Vail Resorts set several goals at the onset of its journey to build sustainability momentum by starting small and building to bigger investments. For example, as part of the resort’s commitment to achieving zero net emissions by 2030, the operations team developed a program to ensure that facilities are properly and fully shut down when not in use. In facilities that are operating at reduced capacity, they make sure all high-energy use equipment is operating efficiently, unused systems are fully shut off, and they aggressively control energy use at outdoor tents and dining locations.
These efforts, in combination with investments in renewable energy, have helped the resort reduce market-based greenhouse gas emissions from all 37 of the resorts’ operations by 101,649 MTCO2e (the number of metric tons of carbon dioxide emissions with the same global warming potential as one metric ton of another greenhouse gas)—equivalent to the carbon sequestered by 1.6 million tree seedlings grown for 10 years.
While hotel management is responsible for leading sustainability efforts, it can’t be done without full-scale adoption by everyone who is on the grounds, whether staff, guests or visitors. When people can see progress actually happening, they are encouraged to consider the environment in their own actions. Public-facing energy dashboards can provide schematics showing how energy is being conserved and how this lowers a building’s carbon footprint.

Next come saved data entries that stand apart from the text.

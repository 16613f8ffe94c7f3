//! Callback orchestration.
//!
//! A linear state machine over one invocation: provider error check, code and
//! state presence, state decode, redirect-URI reconstruction, config
//! resolution, token exchange, token validation, success redirect. Each
//! failure is terminal and leaves as a redirect carrying its error code; the
//! handler never lets a fault reach the browser as a blank error page.

use std::sync::Arc;

use tracing::{info, warn};

use crate::auth::config::{ConfigResolver, DEFAULT_FRONTEND_URL};
use crate::auth::exchange::TokenExchanger;
use crate::auth::state::{decode_state, parse_query};
use crate::auth::OAuthError;
use crate::edge::response::{build_redirect, CookieMode, CookieSpec};
use crate::edge::{CallbackEvent, CallbackRequest, CallbackResponse};

/// Path this handler is mounted on. The reconstructed redirect_uri must end
/// with this, since providers check redirect_uri equality at exchange time.
pub const CALLBACK_PATH: &str = "/oauth/callback";

const DEFAULT_HOST: &str = "localhost:5173";

/// The callback state machine, with its collaborators injected.
pub struct CallbackHandler {
    resolver: Arc<dyn ConfigResolver>,
    exchanger: TokenExchanger,
    cookie_mode: CookieMode,
}

impl CallbackHandler {
    pub fn new(resolver: Arc<dyn ConfigResolver>, cookie_mode: CookieMode) -> Self {
        Self::with_exchanger(resolver, cookie_mode, TokenExchanger::new())
    }

    /// Exchanger injection is the seam tests use to point at a mock endpoint.
    pub fn with_exchanger(
        resolver: Arc<dyn ConfigResolver>,
        cookie_mode: CookieMode,
        exchanger: TokenExchanger,
    ) -> Self {
        Self {
            resolver,
            exchanger,
            cookie_mode,
        }
    }

    /// Entry point for the edge host. Always produces a redirect, whatever
    /// happens inside.
    pub async fn handle(&self, event: CallbackEvent) -> CallbackResponse {
        let request = match CallbackRequest::from_event(event) {
            Ok(request) => request,
            Err(err) => {
                warn!("malformed edge event");
                return build_redirect(DEFAULT_FRONTEND_URL, Some(&err), None);
            }
        };

        match self.run(&request).await {
            Ok(response) => response,
            Err(err) => {
                warn!(code = err.code(), "callback terminated: {err}");
                let frontend_url = self.best_effort_frontend_url(&request).await;
                build_redirect(&frontend_url, Some(&err), None)
            }
        }
    }

    async fn run(&self, request: &CallbackRequest) -> Result<CallbackResponse, OAuthError> {
        let params = parse_query(&request.raw_query);

        // Provider-supplied error wins over everything else present.
        if let Some(error) = params.get("error") {
            let description = params
                .get("error_description")
                .map(String::as_str)
                .unwrap_or("unknown");
            warn!(error = %error, description, "provider returned an error");
            return Err(OAuthError::Provider(error.clone()));
        }

        let code = params
            .get("code")
            .filter(|code| !code.is_empty())
            .ok_or(OAuthError::NoCode)?;
        let state = params
            .get("state")
            .filter(|state| !state.is_empty())
            .ok_or(OAuthError::NoState)?;

        let payload = decode_state(state)?;

        let redirect_uri = self.redirect_uri(request);

        let config = self.resolver.resolve(request).await?;

        let grant = self
            .exchanger
            .exchange(code, &payload.verifier, &redirect_uri, &config)
            .await?;

        let Some(access_token) = grant.access_token else {
            return Err(OAuthError::NoToken);
        };

        info!("oauth callback completed");
        let cookie = CookieSpec::session(access_token, self.cookie_mode);
        Ok(build_redirect(&config.frontend_url, None, Some(&cookie)))
    }

    /// Rebuild this callback's own absolute URL from the Host header. It must
    /// byte-match what the frontend sent at authorization time, so it is
    /// derived from the request rather than configured. Scheme is `http` only
    /// for loopback hosts.
    fn redirect_uri(&self, request: &CallbackRequest) -> String {
        let host = request.header("host").unwrap_or(DEFAULT_HOST);
        let scheme = if host.contains("localhost") || host.contains("127.0.0.1") {
            "http"
        } else {
            "https"
        };
        format!("{scheme}://{host}{CALLBACK_PATH}")
    }

    /// Frontend URL for error redirects. Config may itself be the thing that
    /// failed; fall back to the hard-coded default so the browser still lands
    /// somewhere. Repeat resolution is cheap behind the cached resolver.
    async fn best_effort_frontend_url(&self, request: &CallbackRequest) -> String {
        match self.resolver.resolve(request).await {
            Ok(config) => config.frontend_url,
            Err(_) => DEFAULT_FRONTEND_URL.to_string(),
        }
    }
}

Features to share include data about indoor air quality, retrofitting projects for clean energy sources, and how technology is used to optimize energy use based on occupancy while keeping comfort and safety foremost. Infographics can portray how much waste has been minimized through recycling. Sharing successes promotes broader buy-in from all stakeholders and helps guide decision-makers for funding and staff resources.

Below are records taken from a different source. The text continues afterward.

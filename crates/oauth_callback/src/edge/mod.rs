//! Wire types for the edge host's origin-request events and responses.
//!
//! The host delivers a wrapped HTTP request where each header name maps to a
//! list of `{key, value}` pairs, and expects responses with headers in the
//! same shape. Nothing here outlives a single invocation.

pub mod response;

use std::collections::HashMap;

use serde::{Deserialize, Serialize};

use crate::auth::OAuthError;

/// Origin-request event as delivered by the edge host.
#[derive(Debug, Clone, Serialize, Deserialize)]
pub struct CallbackEvent {
    #[serde(rename = "Records")]
    pub records: Vec<EventRecord>,
}

#[derive(Debug, Clone, Serialize, Deserialize)]
pub struct EventRecord {
    pub cf: CfRecord,
}

#[derive(Debug, Clone, Serialize, Deserialize)]
pub struct CfRecord {
    pub request: EdgeRequest,
}

/// The inner HTTP request of an origin-request event.
#[derive(Debug, Clone, Serialize, Deserialize)]
pub struct EdgeRequest {
    pub uri: String,
    #[serde(default)]
    pub querystring: String,
    #[serde(default)]
    pub headers: HashMap<String, Vec<HeaderEntry>>,
    pub method: String,
}

/// One value of a possibly multi-valued header.
#[derive(Debug, Clone, Serialize, Deserialize)]
pub struct HeaderEntry {
    pub key: String,
    pub value: String,
}

impl HeaderEntry {
    pub fn new(key: impl Into<String>, value: impl Into<String>) -> Self {
        Self {
            key: key.into(),
            value: value.into(),
        }
    }
}

/// Immutable view of the inbound request, constructed once per invocation.
#[derive(Debug, Clone)]
pub struct CallbackRequest {
    pub path: String,
    pub raw_query: String,
    pub method: String,
    headers: HashMap<String, Vec<HeaderEntry>>,
}

impl CallbackRequest {
    pub fn new(
        path: impl Into<String>,
        raw_query: impl Into<String>,
        method: impl Into<String>,
        headers: HashMap<String, Vec<HeaderEntry>>,
    ) -> Self {
        Self {
            path: path.into(),
            raw_query: raw_query.into(),
            method: method.into(),
            headers,
        }
    }

    /// Extract the single wrapped request from an event. An event without a
    /// record is a host-contract violation and maps to the internal error.
    pub fn from_event(event: CallbackEvent) -> Result<Self, OAuthError> {
        let request = event
            .records
            .into_iter()
            .next()
            .map(|record| record.cf.request)
            .ok_or(OAuthError::Internal)?;
        Ok(Self {
            path: request.uri,
            raw_query: request.querystring,
            method: request.method,
            headers: request.headers,
        })
    }

    /// First value of a header, case-insensitive. The host lowercases header
    /// names in the map; multi-valued headers keep their order.
    pub fn header(&self, name: &str) -> Option<&str> {
        self.headers
            .get(&name.to_ascii_lowercase())
            .and_then(|entries| entries.first())
            .map(|entry| entry.value.as_str())
    }
}

/// Redirect-class response in the host's wire shape. The sole observable
/// output of the core.
#[derive(Debug, Clone, Serialize, Deserialize)]
pub struct CallbackResponse {
    pub status: String,
    #[serde(rename = "statusDescription")]
    pub status_description: String,
    pub headers: HashMap<String, Vec<HeaderEntry>>,
}

impl CallbackResponse {
    /// First value of a response header, by lowercase name.
    pub fn header(&self, name: &str) -> Option<&str> {
        self.headers
            .get(name)
            .and_then(|entries| entries.first())
            .map(|entry| entry.value.as_str())
    }
}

Many hotels are public companies and will be responsible for tracking their scope 3 energy starting next year. Leveraging technology to fully track the supply chain provides deeper insight and can highlight where changes are needed to rein in carbon emissions. The Sustainable Hospitality Alliance’s research notes that the industry needs to “reduce its carbon emissions by 90 percent per room by 2050” to ensure that booking growth projections do not translate to a correlating increase in carbon emissions.
An increasing number of hotel operations are stepping up to publicly commit to greener environmental practices across their portfolios beyond carbon offsets. Highgate, an investment and hospitality management company, recently announced its move to 100 percent renewable electricity for all of the brand’s 17 full-service hotels. Hilton has long been championing the concept of sustainable travel, working toward doubling its investment in social impact issues while halving its environmental footprint by 2030.
Because the hotel industry is so energy intensive, any progress in reducing its carbon footprint will have a big impact, rippling across supply chains and influencing more positive environmental outcomes. Many hoteliers are finding that aggressive net zero goals combined with pragmatic changes, measurement, and automated processes are adding up to considerable energy reduction.
Andrew Blauvelt is senior product director for the Atrius Intelligent Spaces group at Acuity Brands.